Problem requirements.
Please restate the data that follows, leaving every word in place.

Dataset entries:
Start of Block
//! Store error types.

use hf_core::errors::CoreError;
use thiserror::Error;

/// Errors from store, directory, and admin gate operations.
///
/// Corrupt persisted values are never reported here; they read as empty.
#[derive(Debug, Error)]
pub enum StoreError {
    /// Schema migration failed.
    #[error("Migration failed: {0}")]
    Migration(String),

    /// Expected a result row but none was returned.
    #[error("No result returned")]
    NoResult,

    /// Underlying libSQL error.
    #[error("libSQL error: {0}")]
    LibSql(#[from] libsql::Error),

    /// Creating the database directory failed.
    #[error("I/O error: {0}")]
    Io(#[from] std::io::Error),

    /// A record could not be serialized for writing.
    #[error("Serialization failed: {0}")]
    Serialize(#[from] serde_json::Error),

    /// Lookup, transition, or validation failure.
    #[error(transparent)]
    Core(#[from] CoreError),

    /// Wrong passphrase, or a session this gate did not issue or has revoked.
    #[error("Access denied")]
    AccessDenied,

    /// The admin session outlived its TTL.
    #[error("Admin session expired; log in again")]
    SessionExpired,

    /// The OS random source failed while issuing a session token.
    #[error("Random source unavailable: {0}")]
    Entropy(String),
}

impl StoreError {
    pub(crate) fn not_found(entity_type: &str, id: &str) -> Self {
        Self::Core(CoreError::NotFound {
            entity_type: entity_type.to_string(),
            id: id.to_string(),
        })
    }
}
use schemars::JsonSchema;
use serde::{Deserialize, Serialize};

use crate::enums::CostLevel;
use crate::errors::CoreError;

/// A probable cause with an advisory likelihood. Percentages across a
/// diagnosis are display values and are not required to sum to 100.
#[derive(Debug, Clone, Serialize, Deserialize, JsonSchema, PartialEq, Eq)]
pub struct Cause {
    pub description: String,
    #[schemars(range(max = 100))]
    pub percentage: u8,
}

impl Cause {
    #[must_use]
    pub fn new(description: impl Into<String>, percentage: u8) -> Self {
        Self {
            description: description.into(),
            percentage,
        }
    }
}

/// Deeper AI elaboration, present only after the user asked for it.
#[derive(Debug, Clone, Serialize, Deserialize, JsonSchema, PartialEq, Eq)]
#[serde(rename_all = "camelCase")]
pub struct DetailedEnrichment {
    pub detailed_explanation: String,
    pub additional_causes: Vec<String>,
    pub maintenance_tip: String,
}

/// Probable causes, cost tier, and a practical tip for an appliance symptom.
///
/// Build through [`Diagnosis::new`]; enrichment produces a new value via
/// [`Diagnosis::with_enrichment`].
#[derive(Debug, Clone, Serialize, Deserialize, JsonSchema, PartialEq, Eq)]
#[serde(rename_all = "camelCase")]
pub struct Diagnosis {
    #[schemars(length(min = 1))]
    pub causes: Vec<Cause>,
    pub cost_level: CostLevel,
    pub cost_range: String,
    pub tip: String,
    #[serde(rename = "detailedAI", default, skip_serializing_if = "Option::is_none")]
    pub detailed_ai: Option<DetailedEnrichment>,
}

impl Diagnosis {
    /// Build an un-enriched diagnosis.
    ///
    /// # Errors
    ///
    /// Returns `CoreError::Validation` when `causes` is empty or a percentage
    /// exceeds 100.
    pub fn new(
        causes: Vec<Cause>,
        cost_level: CostLevel,
        cost_range: impl Into<String>,
        tip: impl Into<String>,
    ) -> Result<Self, CoreError> {
        let diagnosis = Self {
            causes,
            cost_level,
            cost_range: cost_range.into(),
            tip: tip.into(),
            detailed_ai: None,
        };
        diagnosis.validate()?;
        Ok(diagnosis)
    }

    /// Check the value invariants of a diagnosis that arrived from outside
    /// (store, gateway).
    ///
    /// # Errors
    ///
    /// Returns `CoreError::Validation` when `causes` is empty or a percentage
    /// exceeds 100.
    pub fn validate(&self) -> Result<(), CoreError> {
        if self.causes.is_empty() {
            return Err(CoreError::Validation(
                "diagnosis must list at least one cause".into(),
            ));
        }
        if let Some(cause) = self.causes.iter().find(|c| c.percentage > 100) {
            return Err(CoreError::Validation(format!(
                "cause '{}' has percentage {} (max 100)",
                cause.description, cause.percentage
            )));
        }
        Ok(())
    }

    /// Return a copy carrying `enrichment`, replacing any previous one.
    #[must_use]
    pub fn with_enrichment(self, enrichment: DetailedEnrichment) -> Self {
        Self {
            detailed_ai: Some(enrichment),
            ..self
        }
    }

    #[must_use]
    pub const fn is_enriched(&self) -> bool {
        self.detailed_ai.is_some()
    }
}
End of Block
Result below.
//! Store error types.

use hf_core::errors::CoreError;
use thiserror::Error;

/// Errors from store, directory, and admin gate operations.
///
/// Corrupt persisted values are never reported here; they read as empty.
#[derive(Debug, Error)]
pub enum StoreError {
    /// Schema migration failed.
    #[error("Migration failed: {0}")]
    Migration(String),

    /// Expected a result row but none was returned.
    #[error("No result returned")]
    NoResult,

    /// Underlying libSQL error.
    #[error("libSQL error: {0}")]
    LibSql(#[from] libsql::Error),

    /// Creating the database directory failed.
    #[error("I/O error: {0}")]
    Io(#[from] std::io::Error),

    /// A record could not be serialized for writing.
    #[error("Serialization failed: {0}")]
    Serialize(#[from] serde_json::Error),

    /// Lookup, transition, or validation failure.
    #[error(transparent)]
    Core(#[from] CoreError),

    /// Wrong passphrase, or a session this gate did not issue or has revoked.
    #[error("Access denied")]
    AccessDenied,

    /// The admin session outlived its TTL.
    #[error("Admin session expired; log in again")]
    SessionExpired,

    /// The OS random source failed while issuing a session token.
    #[error("Random source unavailable: {0}")]
    Entropy(String),
}

impl StoreError {
    pub(crate) fn not_found(entity_type: &str, id: &str) -> Self {
        Self::Core(CoreError::NotFound {
            entity_type: entity_type.to_string(),
            id: id.to_string(),
        })
    }
}
use schemars::JsonSchema;
use serde::{Deserialize, Serialize};

use crate::enums::CostLevel;
use crate::errors::CoreError;

/// A probable cause with an advisory likelihood. Percentages across a
/// diagnosis are display values and are not required to sum to 100.
#[derive(Debug, Clone, Serialize, Deserialize, JsonSchema, PartialEq, Eq)]
pub struct Cause {
    pub description: String,
    #[schemars(range(max = 100))]
    pub percentage: u8,
}

impl Cause {
    #[must_use]
    pub fn new(description: impl Into<String>, percentage: u8) -> Self {
        Self {
            description: description.into(),
            percentage,
        }
    }
}

/// Deeper AI elaboration, present only after the user asked for it.
#[derive(Debug, Clone, Serialize, Deserialize, JsonSchema, PartialEq, Eq)]
#[serde(rename_all = "camelCase")]
pub struct DetailedEnrichment {
    pub detailed_explanation: String,
    pub additional_causes: Vec<String>,
    pub maintenance_tip: String,
}

/// Probable causes, cost tier, and a practical tip for an appliance symptom.
///
/// Build through [`Diagnosis::new`]; enrichment produces a new value via
/// [`Diagnosis::with_enrichment`].
#[derive(Debug, Clone, Serialize, Deserialize, JsonSchema, PartialEq, Eq)]
#[serde(rename_all = "camelCase")]
pub struct Diagnosis {
    #[schemars(length(min = 1))]
    pub causes: Vec<Cause>,
    pub cost_level: CostLevel,
    pub cost_range: String,
    pub tip: String,
    #[serde(rename = "detailedAI", default, skip_serializing_if = "Option::is_none")]
    pub detailed_ai: Option<DetailedEnrichment>,
}

impl Diagnosis {
    /// Build an un-enriched diagnosis.
    ///
    /// # Errors
    ///
    /// Returns `CoreError::Validation` when `causes` is empty or a percentage
    /// exceeds 100.
    pub fn new(
        causes: Vec<Cause>,
        cost_level: CostLevel,
        cost_range: impl Into<String>,
        tip: impl Into<String>,
    ) -> Result<Self, CoreError> {
        let diagnosis = Self {
            causes,
            cost_level,
            cost_range: cost_range.into(),
            tip: tip.into(),
            detailed_ai: None,
        };
        diagnosis.validate()?;
        Ok(diagnosis)
    }

    /// Check the value invariants of a diagnosis that arrived from outside
    /// (store, gateway).
    ///
    /// # Errors
    ///
    /// Returns `CoreError::Validation` when `causes` is empty or a percentage
    /// exceeds 100.
    pub fn validate(&self) -> Result<(), CoreError> {
        if self.causes.is_empty() {
            return Err(CoreError::Validation(
                "diagnosis must list at least one cause".into(),
            ));
        }
        if let Some(cause) = self.causes.iter().find(|c| c.percentage > 100) {
            return Err(CoreError::Validation(format!(
                "cause '{}' has percentage {} (max 100)",
                cause.description, cause.percentage
            )));
        }
        Ok(())
    }

    /// Return a copy carrying `enrichment`, replacing any previous one.
    #[must_use]
    pub fn with_enrichment(self, enrichment: DetailedEnrichment) -> Self {
        Self {
            detailed_ai: Some(enrichment),
            ..self
        }
    }

    #[must_use]
    pub const fn is_enriched(&self) -> bool {
        self.detailed_ai.is_some()
    }
}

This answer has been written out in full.